For “Hymn 43” Anderson sets his sights on the U.S.A. and in quick order sets about decimating the hypocrisy and myth-making of religion and the new religion, entertainment. It still sounds brazen today, but it was downright defiant to pen tunes in 1971 with incendiary couplets like this “If Jesus saves, he better save himself/From the gory glory seekers who’ll use his name in death.” For a postmodern twist Anderson could not have anticipated, the not-so-holy-ghost in the trinity occurred when religion and entertainment got packaged together as part of the anti-science, anti-intellectual politics we see camera-ready charlatans practicing daily on our television sets.

In just one minute on “Slipstream” Anderson captures the opportunistic shamelessness of the materially rich but spiritually fallow weekend warriors who compensate (figuratively) for their nagging consciences in the confessional or the collection basket (“And you press on God’s waiter your last dime/As he hands you the bill”). On the literal levels these are the people we all know: our peers, parents and especially our politicians, whom Anderson contemptuously nails to their crosses of gold. In an era of too-big-too-fail and the wealthiest .001%, it’s difficult to conclude that Anderson was not predicting the future of a world totally off the tracks in “Locomotive Breath” (“no way to slow down”).

Anderson saves his best for last when, in “Wind Up” he recalls being shipped off to church, eventually concluding that God is “not the kind you have to wind up on Sundays”. It brings full circle the concerns, both material and spiritual, that any sensitive—or sentient—person must grapple with, or make sense of. “In your pomp and all your glory you’re a poorer man than me/As you lick the boots of death born out of fear”, he snarls, assailing the fake humility and the appropriation of the holy for personal, earthly gains, et cetera.

And here we are, 40 years later where a great album gets even better. First, we have the new stereo mix masterminded by the indefatigable Steven Wilson, who has become a champion for prog rock remastering. His recent work on the King Crimson catalog managed the improbable by creating indispensable copies of oft-remastered works (ones which sounded fairly spectacular in the first place). Aqualung, on the other hand, has always suffered from shoddy production and/or mastering. Even the obligatory reissues over the years have been lackluster, amplifying the hiss and burying the subtlety in the mix. What Wilson has done with the master tapes is spectacular bordering on unbelievable: the songs do not merely sound improved, they sound different, albeit in ways that do not encroach upon or overwhelm the versions we have grown so fond of over the decades. Now, each instrument (especially the bass and John Evan’s omnipresent piano) gets released from the murkiness of the earlier mixes. Anderson’s vocals are crystalline and each note from the acoustic guitar is a room-filling revelation.

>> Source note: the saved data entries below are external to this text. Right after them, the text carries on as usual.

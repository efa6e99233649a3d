//! Local playlist rewriting: the multiplexer never sees the CDN. Segment
//! URIs point at the downloaded files, key URIs at locally stored key
//! files. Both are absolute paths, so the multiplexer's working directory
//! is irrelevant.

use std::path::{Path, PathBuf};

use polarity_content::ContentKey;

use crate::error::PenguinError;
use crate::protocol::subtitle_output_ext;
use crate::segment::{Segment, SegmentPool};

/// Local key file for the `k`-th distinct key of a pool:
/// `{temp_dir}/{pool.id}_{k}.key`.
pub fn key_file_path(temp_dir: &Path, pool_id: &str, index: usize) -> PathBuf {
    temp_dir.join(format!("{pool_id}_{index}.key"))
}

/// Map every distinct key of the pool to its local file, in first-seen
/// order. The downloader fetches each file lazily on first encounter.
pub fn key_files(pool: &SegmentPool, temp_dir: &Path) -> Vec<(ContentKey, PathBuf)> {
    pool.keys()
        .into_iter()
        .enumerate()
        .map(|(index, key)| {
            let path = key_file_path(temp_dir, &pool.id, index);
            (key, path)
        })
        .collect()
}

/// Render the rewritten playlist for one multi-segment pool.
pub fn build_local_playlist(pool: &SegmentPool, temp_dir: &Path) -> String {
    let keys = key_files(pool, temp_dir);
    let target_duration = pool
        .segments
        .iter()
        .map(|s| s.duration)
        .fold(0.0f64, f64::max)
        .ceil() as u64;

    let mut out = String::new();
    out.push_str("#EXTM3U\n");
    out.push_str("#EXT-X-VERSION:6\n");
    out.push_str(&format!("#EXT-X-TARGETDURATION:{target_duration}\n"));
    out.push_str("#EXT-X-MEDIA-SEQUENCE:0\n");

    let mut current_key: Option<&ContentKey> = None;
    for segment in &pool.segments {
        if segment.init {
            out.push_str(&format!(
                "#EXT-X-MAP:URI=\"{}\"\n",
                segment.file_path(temp_dir).display()
            ));
            continue;
        }

        if segment.key.as_ref() != current_key {
            match &segment.key {
                Some(key) => {
                    let local = keys
                        .iter()
                        .find(|(k, _)| k == key)
                        .map(|(_, path)| path.clone())
                        .unwrap_or_else(|| key_file_path(temp_dir, &pool.id, 0));
                    out.push_str(&format!(
                        "#EXT-X-KEY:METHOD=AES-128,URI=\"{}\"\n",
                        local.display()
                    ));
                }
                None => out.push_str("#EXT-X-KEY:METHOD=NONE\n"),
            }
            current_key = segment.key.as_ref();
        }

        out.push_str(&format!("#EXTINF:{:.5},\n", segment.duration));
        out.push_str(&format!("{}\n", output_path(segment, temp_dir).display()));
    }

    out.push_str("#EXT-X-ENDLIST\n");
    out
}

/// Where the segment's bytes actually land: converted subtitle formats
/// are written under their converted extension at download time.
fn output_path(segment: &Segment, temp_dir: &Path) -> PathBuf {
    let converted = subtitle_output_ext(&segment.ext);
    if converted == segment.ext {
        segment.file_path(temp_dir)
    } else {
        temp_dir.join(format!("{}_{}{converted}", segment.group, segment.number))
    }
}

/// Write the rewritten playlist to `{temp_dir}/{pool.id}.m3u8`.
pub fn write_local_playlist(pool: &SegmentPool, temp_dir: &Path) -> Result<PathBuf, PenguinError> {
    let path = temp_dir.join(format!("{}.m3u8", pool.id));
    std::fs::write(&path, build_local_playlist(pool, temp_dir))?;
    Ok(path)
}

For Tull aficionados the real treats are contained on the second disc: previously unreleased material(!). In addition to remixed and remastered versions of familiar favorites from the ’71 sessions (such as “Life Is a Long Song”, “Nursie” and “From Later”), we get early versions of “My God” (rough around the edges and alternate lyrics familiar to those who have heard live recordings from this era) and “Wind Up” (previously available on the last Aqualung remaster). The newly released songs are the real eye-openers: there is an early run of “Wond’ring Aloud” and initial takes of “Slipstream” and “Up the ‘Pool”. The one that is worth the proverbial price of admission is the alternate take of “Wond’ring Aloud, Again” which combines an early version of “Wond’ring Aloud” and the working draft of “Wond’ring Again” which turned up on the Living in the Past collection. Listening to this take, I found myself fantasizing that the existing (master) take of “Wond’ring Aloud” had simply segued into “Wond’ring Again” (one of the better lyrical and musical numbers from ’71) and the latter had replaced the worthy but not as essential “Up to Me”; if we had the same running order with “Wond’ring Again” instead of “Up to Me” concluding Side One we would have an even more perfect album, if that is possible. As is always the case, it’s fantastic to have this long-discarded material made available; it is imperative for fans and might help newcomers better appreciate why an album made 40 years ago can inspire so much enthusiasm.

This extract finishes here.